Aim of the exercise: Of the lines listed below, return exactly those that run from the line containing "ToolChoice::Auto" through the line containing "let calls = reply.tool_calls.clone().unwrap_or_default();", both included.

[Given information — start]

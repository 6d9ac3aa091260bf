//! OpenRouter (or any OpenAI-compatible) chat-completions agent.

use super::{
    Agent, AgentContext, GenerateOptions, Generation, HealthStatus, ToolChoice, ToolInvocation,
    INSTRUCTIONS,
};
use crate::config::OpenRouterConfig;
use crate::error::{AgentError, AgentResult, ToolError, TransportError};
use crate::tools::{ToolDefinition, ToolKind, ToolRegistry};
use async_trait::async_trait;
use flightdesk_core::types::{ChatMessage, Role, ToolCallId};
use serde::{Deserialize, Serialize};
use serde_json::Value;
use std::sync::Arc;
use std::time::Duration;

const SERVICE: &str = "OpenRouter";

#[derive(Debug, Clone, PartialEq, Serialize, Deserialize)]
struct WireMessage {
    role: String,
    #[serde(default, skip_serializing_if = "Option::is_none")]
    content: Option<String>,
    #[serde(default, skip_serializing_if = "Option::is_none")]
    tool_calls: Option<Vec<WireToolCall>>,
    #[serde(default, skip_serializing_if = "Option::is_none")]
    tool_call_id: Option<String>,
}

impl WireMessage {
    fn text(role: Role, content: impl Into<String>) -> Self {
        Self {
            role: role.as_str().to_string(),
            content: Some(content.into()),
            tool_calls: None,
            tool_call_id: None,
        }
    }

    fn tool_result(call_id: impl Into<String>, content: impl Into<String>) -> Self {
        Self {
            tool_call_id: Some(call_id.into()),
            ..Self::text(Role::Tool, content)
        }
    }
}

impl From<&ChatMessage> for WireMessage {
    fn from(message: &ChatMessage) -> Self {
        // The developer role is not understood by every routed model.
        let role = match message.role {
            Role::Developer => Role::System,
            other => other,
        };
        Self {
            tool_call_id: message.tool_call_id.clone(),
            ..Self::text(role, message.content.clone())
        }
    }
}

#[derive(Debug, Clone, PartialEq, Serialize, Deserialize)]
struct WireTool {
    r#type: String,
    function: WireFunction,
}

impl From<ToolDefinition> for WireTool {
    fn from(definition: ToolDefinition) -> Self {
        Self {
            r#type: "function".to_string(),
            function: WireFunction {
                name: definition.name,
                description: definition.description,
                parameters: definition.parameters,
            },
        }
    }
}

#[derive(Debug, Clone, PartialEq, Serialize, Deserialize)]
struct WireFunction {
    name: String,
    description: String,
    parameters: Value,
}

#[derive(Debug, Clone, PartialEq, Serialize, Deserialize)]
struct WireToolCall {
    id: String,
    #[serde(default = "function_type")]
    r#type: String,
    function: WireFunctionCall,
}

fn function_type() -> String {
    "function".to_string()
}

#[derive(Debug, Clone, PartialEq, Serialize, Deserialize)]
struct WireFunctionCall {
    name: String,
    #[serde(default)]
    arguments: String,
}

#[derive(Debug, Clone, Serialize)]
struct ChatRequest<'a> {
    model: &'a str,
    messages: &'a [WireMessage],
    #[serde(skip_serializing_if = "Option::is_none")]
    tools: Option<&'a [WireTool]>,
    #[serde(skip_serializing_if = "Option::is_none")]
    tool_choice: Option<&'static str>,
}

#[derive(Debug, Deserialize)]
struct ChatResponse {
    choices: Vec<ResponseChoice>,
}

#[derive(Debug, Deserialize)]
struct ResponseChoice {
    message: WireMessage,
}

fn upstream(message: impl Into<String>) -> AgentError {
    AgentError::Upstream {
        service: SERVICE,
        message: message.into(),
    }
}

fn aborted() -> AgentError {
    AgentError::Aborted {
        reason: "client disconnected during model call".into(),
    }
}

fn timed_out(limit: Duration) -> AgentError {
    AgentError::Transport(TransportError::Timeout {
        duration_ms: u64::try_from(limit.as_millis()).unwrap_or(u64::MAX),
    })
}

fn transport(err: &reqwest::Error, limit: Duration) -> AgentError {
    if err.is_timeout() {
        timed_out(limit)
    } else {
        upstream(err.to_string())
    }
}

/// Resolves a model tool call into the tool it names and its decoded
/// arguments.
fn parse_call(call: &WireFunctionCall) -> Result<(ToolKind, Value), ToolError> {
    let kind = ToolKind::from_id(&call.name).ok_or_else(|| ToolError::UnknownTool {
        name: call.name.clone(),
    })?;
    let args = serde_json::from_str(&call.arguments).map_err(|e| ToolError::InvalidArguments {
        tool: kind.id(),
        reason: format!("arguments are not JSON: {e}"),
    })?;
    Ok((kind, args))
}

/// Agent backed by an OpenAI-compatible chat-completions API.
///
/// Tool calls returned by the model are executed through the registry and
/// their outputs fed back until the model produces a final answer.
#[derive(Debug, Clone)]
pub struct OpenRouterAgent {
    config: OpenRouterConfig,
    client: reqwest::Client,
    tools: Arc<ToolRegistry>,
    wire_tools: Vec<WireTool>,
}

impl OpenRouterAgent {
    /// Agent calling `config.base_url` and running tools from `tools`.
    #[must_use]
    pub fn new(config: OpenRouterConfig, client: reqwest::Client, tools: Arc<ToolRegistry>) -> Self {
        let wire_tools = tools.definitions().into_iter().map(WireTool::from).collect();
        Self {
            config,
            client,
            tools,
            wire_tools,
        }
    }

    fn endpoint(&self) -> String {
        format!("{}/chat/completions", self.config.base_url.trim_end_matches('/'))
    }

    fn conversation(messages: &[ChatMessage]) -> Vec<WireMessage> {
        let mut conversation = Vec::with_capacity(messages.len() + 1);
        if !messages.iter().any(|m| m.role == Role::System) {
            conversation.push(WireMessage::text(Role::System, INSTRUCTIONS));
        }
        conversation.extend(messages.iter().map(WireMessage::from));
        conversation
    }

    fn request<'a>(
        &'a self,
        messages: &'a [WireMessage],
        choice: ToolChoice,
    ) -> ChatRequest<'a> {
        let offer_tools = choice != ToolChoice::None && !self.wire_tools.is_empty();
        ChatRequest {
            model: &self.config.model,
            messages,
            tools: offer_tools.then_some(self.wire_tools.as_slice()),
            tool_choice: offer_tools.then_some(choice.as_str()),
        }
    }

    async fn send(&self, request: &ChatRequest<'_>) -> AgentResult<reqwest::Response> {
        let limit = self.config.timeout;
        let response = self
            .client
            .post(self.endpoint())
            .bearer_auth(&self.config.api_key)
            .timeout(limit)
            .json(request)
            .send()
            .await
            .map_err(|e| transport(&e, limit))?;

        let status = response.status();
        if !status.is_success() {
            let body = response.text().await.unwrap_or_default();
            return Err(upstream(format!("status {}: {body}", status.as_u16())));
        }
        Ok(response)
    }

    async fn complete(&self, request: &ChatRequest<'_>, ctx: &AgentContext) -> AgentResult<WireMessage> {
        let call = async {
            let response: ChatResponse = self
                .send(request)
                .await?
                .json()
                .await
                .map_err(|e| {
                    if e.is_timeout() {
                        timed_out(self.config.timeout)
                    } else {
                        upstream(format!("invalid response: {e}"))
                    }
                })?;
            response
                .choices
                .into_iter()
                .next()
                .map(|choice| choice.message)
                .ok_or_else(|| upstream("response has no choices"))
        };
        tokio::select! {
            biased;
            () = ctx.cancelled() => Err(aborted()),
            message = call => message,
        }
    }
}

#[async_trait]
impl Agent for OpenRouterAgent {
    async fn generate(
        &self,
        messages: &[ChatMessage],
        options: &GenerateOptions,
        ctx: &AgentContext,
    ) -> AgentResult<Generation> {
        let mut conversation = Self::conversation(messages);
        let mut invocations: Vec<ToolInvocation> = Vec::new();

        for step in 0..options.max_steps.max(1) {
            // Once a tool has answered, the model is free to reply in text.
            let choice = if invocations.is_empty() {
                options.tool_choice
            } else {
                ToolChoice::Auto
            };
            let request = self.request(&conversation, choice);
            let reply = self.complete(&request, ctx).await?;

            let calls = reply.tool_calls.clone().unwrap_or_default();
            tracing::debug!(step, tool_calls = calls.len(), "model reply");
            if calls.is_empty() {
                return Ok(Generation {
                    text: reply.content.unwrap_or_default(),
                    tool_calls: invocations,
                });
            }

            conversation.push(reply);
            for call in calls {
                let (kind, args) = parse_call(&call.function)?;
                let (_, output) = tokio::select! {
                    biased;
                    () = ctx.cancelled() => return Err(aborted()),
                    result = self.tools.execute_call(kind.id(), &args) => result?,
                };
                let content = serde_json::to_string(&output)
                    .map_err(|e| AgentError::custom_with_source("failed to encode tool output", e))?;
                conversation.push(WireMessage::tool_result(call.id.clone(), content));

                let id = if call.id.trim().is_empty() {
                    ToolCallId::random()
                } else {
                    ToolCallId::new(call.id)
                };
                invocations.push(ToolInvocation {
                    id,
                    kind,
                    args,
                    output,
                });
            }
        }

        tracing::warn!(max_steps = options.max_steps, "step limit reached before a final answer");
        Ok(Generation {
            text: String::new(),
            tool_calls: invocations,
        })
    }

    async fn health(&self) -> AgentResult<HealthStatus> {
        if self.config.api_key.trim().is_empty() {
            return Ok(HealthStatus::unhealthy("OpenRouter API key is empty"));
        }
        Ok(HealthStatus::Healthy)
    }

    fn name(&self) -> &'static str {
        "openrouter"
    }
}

[Given information — finish]

Answer to this task:
                ToolChoice::Auto
            };
            let request = self.request(&conversation, choice);
            let reply = self.complete(&request, ctx).await?;

            let calls = reply.tool_calls.clone().unwrap_or_default();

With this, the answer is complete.